Are you ready for “Liberation Day,” Georgia?

No longer will you be oppressed by your neighbor’s BMW in the driveway or the flat-screen TV you bought for Christmas. You only bought the bigger TV because it came from Costco — and also from China. But you won’t have that problem much longer, either.

That’s because Wednesday is the day President Donald Trump has promised to “liberate” the American economy with a swath of 25% tariffs on entire countries, sectors, or imported goods and materials. Some country’s tariffs could be much higher or totally eliminated, based on the president’s choices, which Trump said he’ll unveil late Wednesday afternoon in a Rose Garden ceremony.

Other countries “have been ripping us off for 50 years, maybe longer, they’ve been ripping us off from the beginning,” Trump explained Monday in the Oval Office, with a red, white and blue-bedazzled Kid Rock standing next to him. “We help everybody, and they don’t help us.”

The president didn’t give exact details, but he said new levies will hit anyone and everyone not making their products in America. And if a country retaliates with new tariffs on American products, he warned, “Whatever they charge us, we’re going to charge them. The friend, in many cases, is worse than the foe.”

That may be true for Trump. But if he needs an example of how to jump-start American manufacturing with the opposite approach, he could skip the tariff announcement and drive south to Georgia, where new factories are rising along interstates from Rome to Savannah and LaGrange to Commerce.

The current Georgia manufacturing boom is courtesy of Gov. Brian Kemp and a long line of governors before him, all the way back to Democratic Gov. George Busbee, who looked overseas for new markets, new allies and new customers for whatever Georgia was selling. Although previous international trade deals hollowed out the state’s textile manufacturing sector, new deals have backfilled those losses, particularly in rural areas of the state where the jobs were most needed.

Today, instead of threatening potential trading partners, Kemp makes it a point to go to them, traveling to Korea, France, Israel, Germany or other countries multiple times a year to meet foreign leaders and businesses and pitch them on making their products in Georgia.

“Honored to meet with President Yoon to reflect on the stronger than ever partnership and prosperity between Georgia and the Republic of Korea,” was a typical post on social media from Kemp last year.

Along with the charm offensive, the Georgia bargain has included inexpensive land, relatively low-cost, nonunion labor and generous tax breaks (some would say too generous) for companies that plant their roots here. Crucially, state leaders have worked to strengthen the state’s university system and start the QuickStart program through the state’s technical colleges, which trains local workers for specific companies and industries.

The result of all of that has been new overseas markets for Georgia exports and new foreign investments in the state, the largest of which has been Hyundai’s $7.6 billion metaplant outside of Savannah. Kemp was at the plant last week for its grand opening, where the chairman of Hyundai Motor Group announced they’ve already decided to boost production by two-thirds there.

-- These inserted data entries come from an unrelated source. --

// Etoad RPC Client
// Typed wrapper over the generated gRPC client

use crate::error::{RpcError, RpcResult};

use etoad_service::grpc::proto::{
    self, etoad_client::EtoadClient, ExecutionRequest, ListJobsRequest, RunJobRequest,
};
use etoad_service::{ExecutionInfo, ExecutionStatus, IntermediatePayload};
use futures::stream::{BoxStream, StreamExt};
use std::time::Duration;
use tonic::transport::Channel;
use tracing::debug;

pub const DEFAULT_ENDPOINT: &str = "http://[::1]:50052";

/// One row of the server's job table
#[derive(Debug, Clone, PartialEq)]
pub struct JobListing {
    pub execution_id: String,
    pub protocol_name: String,
    pub status: ExecutionStatus,
    pub submitted_at_unix: i64,
}

fn status(value: i32) -> RpcResult<ExecutionStatus> {
    ExecutionStatus::from_wire(value)
        .ok_or_else(|| RpcError::Malformed(format!("unknown execution status {}", value)))
}

fn execution_info(info: proto::ExecutionInfo) -> RpcResult<ExecutionInfo> {
    Ok(ExecutionInfo {
        status: status(info.status)?,
        progress: info.progress,
        step_index: info.step_index.map(|i| i as usize),
        step_name: info.step_name,
        message: info.message,
    })
}

fn intermediate(response: proto::IntermediateResponse) -> IntermediatePayload {
    IntermediatePayload {
        step_name: response.step_name,
        step_index: response.step_index as usize,
        status: response.status,
        payload: response.payload.into(),
    }
}

fn execution(id: &str) -> ExecutionRequest {
    ExecutionRequest {
        execution_id: id.to_string(),
    }
}

#[derive(Debug, Clone)]
pub struct EtoadRpcClient {
    inner: EtoadClient<Channel>,
}

impl EtoadRpcClient {
    pub async fn connect(endpoint: impl Into<String>) -> RpcResult<Self> {
        let endpoint = endpoint.into();
        debug!(%endpoint, "connecting");
        let channel = Channel::from_shared(endpoint)
            .map_err(|e| RpcError::InvalidArgument(e.to_string()))?
            .connect()
            .await?;
        Ok(Self::from_channel(channel))
    }

    pub fn from_channel(channel: Channel) -> Self {
        Self {
            inner: EtoadClient::new(channel),
        }
    }

    /// Submit a job file; returns the execution identifier
    pub async fn run_job(&mut self, job_file: &str) -> RpcResult<String> {
        let response = self
            .inner
            .run_job(RunJobRequest {
                job_file: job_file.to_string(),
            })
            .await?;
        Ok(response.into_inner().execution_id)
    }

    /// Status updates until the job is terminal
    pub async fn watch_status(
        &mut self,
        execution_id: &str,
    ) -> RpcResult<BoxStream<'static, RpcResult<ExecutionInfo>>> {
        let stream = self
            .inner
            .run_job_info(execution(execution_id))
            .await?
            .into_inner()
            .map(|item| -> RpcResult<ExecutionInfo> { execution_info(item?) });
        Ok(stream.boxed())
    }

    pub async fn watch_intermediate(
        &mut self,
        execution_id: &str,
    ) -> RpcResult<BoxStream<'static, RpcResult<IntermediatePayload>>> {
        let stream = self
            .inner
            .run_job_intermediate(execution(execution_id))
            .await?
            .into_inner()
            .map(|item| -> RpcResult<IntermediatePayload> { Ok(intermediate(item?)) });
        Ok(stream.boxed())
    }

    /// Most recent status. Drains the replayed backlog, waiting at most `settle`
    /// for each further update of a job that is still running.
    pub async fn status(&mut self, execution_id: &str, settle: Duration) -> RpcResult<ExecutionInfo> {
        let mut stream = self.watch_status(execution_id).await?;
        let mut latest = match stream.next().await {
            Some(info) => info?,
            None => return Err(RpcError::Malformed("empty status stream".to_string())),
        };
        while !latest.status.is_terminal() {
            match tokio::time::timeout(settle, stream.next()).await {
                Ok(Some(info)) => latest = info?,
                Ok(None) | Err(_) => break,
            }
        }
        Ok(latest)
    }

    /// Terminal status and termination message
    pub async fn result(&mut self, execution_id: &str) -> RpcResult<(ExecutionStatus, String)> {
        let response = self
            .inner
            .run_job_result(execution(execution_id))
            .await?
            .into_inner();
        Ok((status(response.status)?, response.termination_message))
    }

    pub async fn cancel(&mut self, execution_id: &str) -> RpcResult<ExecutionStatus> {
        let response = self
            .inner
            .cancel_job(execution(execution_id))
            .await?
            .into_inner();
        status(response.status)
    }

    pub async fn list(&mut self) -> RpcResult<Vec<JobListing>> {
        let response = self.inner.list_jobs(ListJobsRequest {}).await?.into_inner();
        response
            .jobs
            .into_iter()
            .map(|job| {
                Ok(JobListing {
                    status: status(job.status)?,
                    execution_id: job.execution_id,
                    protocol_name: job.protocol_name,
                    submitted_at_unix: job.submitted_at_unix,
                })
            })
            .collect()
    }
}

#[cfg(test)]
mod tests {
    use super::*;
    use etoad_service::{EtoadService, ExecutionRegistry, FileProtocolLoader, SimulatedCapability};
    use std::sync::Arc;
    use tokio::net::TcpListener;
    use tokio_stream::wrappers::TcpListenerStream;

    const PROTOCOL: &str = r#"{
        "Protocol Name": "ocp",
        "Sample Volume": 1.0,
        "Total Volume": 5.0,
        "Discard Sample": true,
        "Purge": 0,
        "Wash": {},
        "Steps": [
            { "name": "OCP", "technique": "OCP" },
            { "name": "SWV", "technique": "SWV" }
        ]
    }"#;

    /// Serve on an ephemeral port; the temp dir holds `ocp.json`
    async fn spawn_server() -> (EtoadRpcClient, tempfile::TempDir) {
        let dir = tempfile::tempdir().unwrap();
        std::fs::write(dir.path().join("ocp.json"), PROTOCOL).unwrap();

        let registry = ExecutionRegistry::new(Arc::new(
            SimulatedCapability::new()
                .with_payloads(2)
                .with_delay(Duration::from_millis(5)),
        ))
        .with_loader(Arc::new(FileProtocolLoader::new(dir.path())));
        let service = EtoadService::new(Arc::new(registry));

        let listener = TcpListener::bind("127.0.0.1:0").await.unwrap();
        let addr = listener.local_addr().unwrap();
        tokio::spawn(async move {
            tonic::transport::Server::builder()
                .add_service(service.into_server())
                .serve_with_incoming(TcpListenerStream::new(listener))
                .await
                .unwrap();
        });

        let client = EtoadRpcClient::connect(format!("http://{}", addr)).await.unwrap();
        (client, dir)
    }

    #[tokio::test]
    async fn test_submit_watch_and_fetch_result() {
        let (mut client, _dir) = spawn_server().await;
        let id = client.run_job("ocp.json").await.unwrap();

        let payloads: Vec<_> = client
            .watch_intermediate(&id)
            .await
            .unwrap()
            .map(|p| p.unwrap())
            .collect()
            .await;
        let labels: Vec<&str> = payloads.iter().map(|p| p.status.as_str()).collect();
        assert_eq!(
            labels,
            vec!["OCP iteration 1/2", "OCP iteration 2/2", "SWV iteration 1/2", "SWV iteration 2/2"]
        );

        let latest = client.status(&id, Duration::from_millis(50)).await.unwrap();
        assert_eq!(latest.status, ExecutionStatus::Succeeded);

        let (status, message) = client.result(&id).await.unwrap();
        assert_eq!(status, ExecutionStatus::Succeeded);
        assert_eq!(message, "protocol 'ocp' completed: 2 of 2 steps succeeded, 0 skipped");

        let jobs = client.list().await.unwrap();
        assert_eq!(jobs.len(), 1);
        assert_eq!(jobs[0].execution_id, id);
    }

    #[tokio::test]
    async fn test_errors_map_to_rpc_taxonomy() {
        let (mut client, _dir) = spawn_server().await;

        let err = client.result("00000000-0000-4000-8000-000000000000").await.unwrap_err();
        assert!(matches!(err, RpcError::NotFound(_)));

        let err = client.run_job("missing.yaml").await.unwrap_err();
        assert!(matches!(err, RpcError::InvalidArgument(_)));

        let err = client.watch_status("garbage").await.err().unwrap();
        assert!(matches!(err, RpcError::NotFound(_)));
    }
}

“Gov. Kemp, Gov. (Nathan) Deal and Gov. (Sonny) Perdue all took the approach to business and economic development that investment is like water; water follows the path of least resistance,” said Butch Miller, the GOP Senate majority leader during Kemp’s first term as governor. “If you set barriers and hurdles to investment and business, it’ll go in a different direction.”

Miller is no longer in politics, but he is still a Honda dealer in Gainesville. He said that if the Trump tariffs are high and sustained, they will reshape the auto industry forever. Companies may eventually bring more manufacturing to the U.S. under duress, but the process could be long and painful.

“It’ll mean higher prices for consumers, because the tariffs will increase the cost of imported vehicles and auto parts,” he said. Also complicating the equation is the multinational nature of modern manufacturing. As an example, he pointed to a single piston, which is made of aluminum smelted in Canada, shaped in Detroit, shipped to Mexico to be put into a car engine, and then imported back to the U.S. for final assembly. How many times is the piston taxed?

Overall, he concluded, “I’d take the Kemp-Deal-Perdue approach.”

Chris Clark, the president and CEO of the Georgia Chamber of Commerce, said he hears anxiety about new tariffs coming from farmers, who export everything from poultry and cotton, as well as from manufacturers who import components for their final products, and from foreign companies with operations here.

“There is just a lot of concern about the repercussions that could come for all of them,” he said of Trump’s tariffs.

Like Butch Miller, Clark said Georgia leaders have taken the proactive, relationship-based approach to increasing trade. In the carrot versus stick approach to making deals, the carrot just works better.

“I say that all the time at the Georgia Capitol: Please give us the carrot. We much prefer to be incentivized to do something. That’s obviously the preference of business,” Clark said. “The other preference is just stability. Tell us what the rules are. Give us time to adjust to the rules. We thrive in consistency.”

Who wants to tell the New Yorker in the White House that tax breaks and Southern hospitality, not threats and tariffs against our closest allies, are the way to make American manufacturing great again? In Georgia, it’s already working.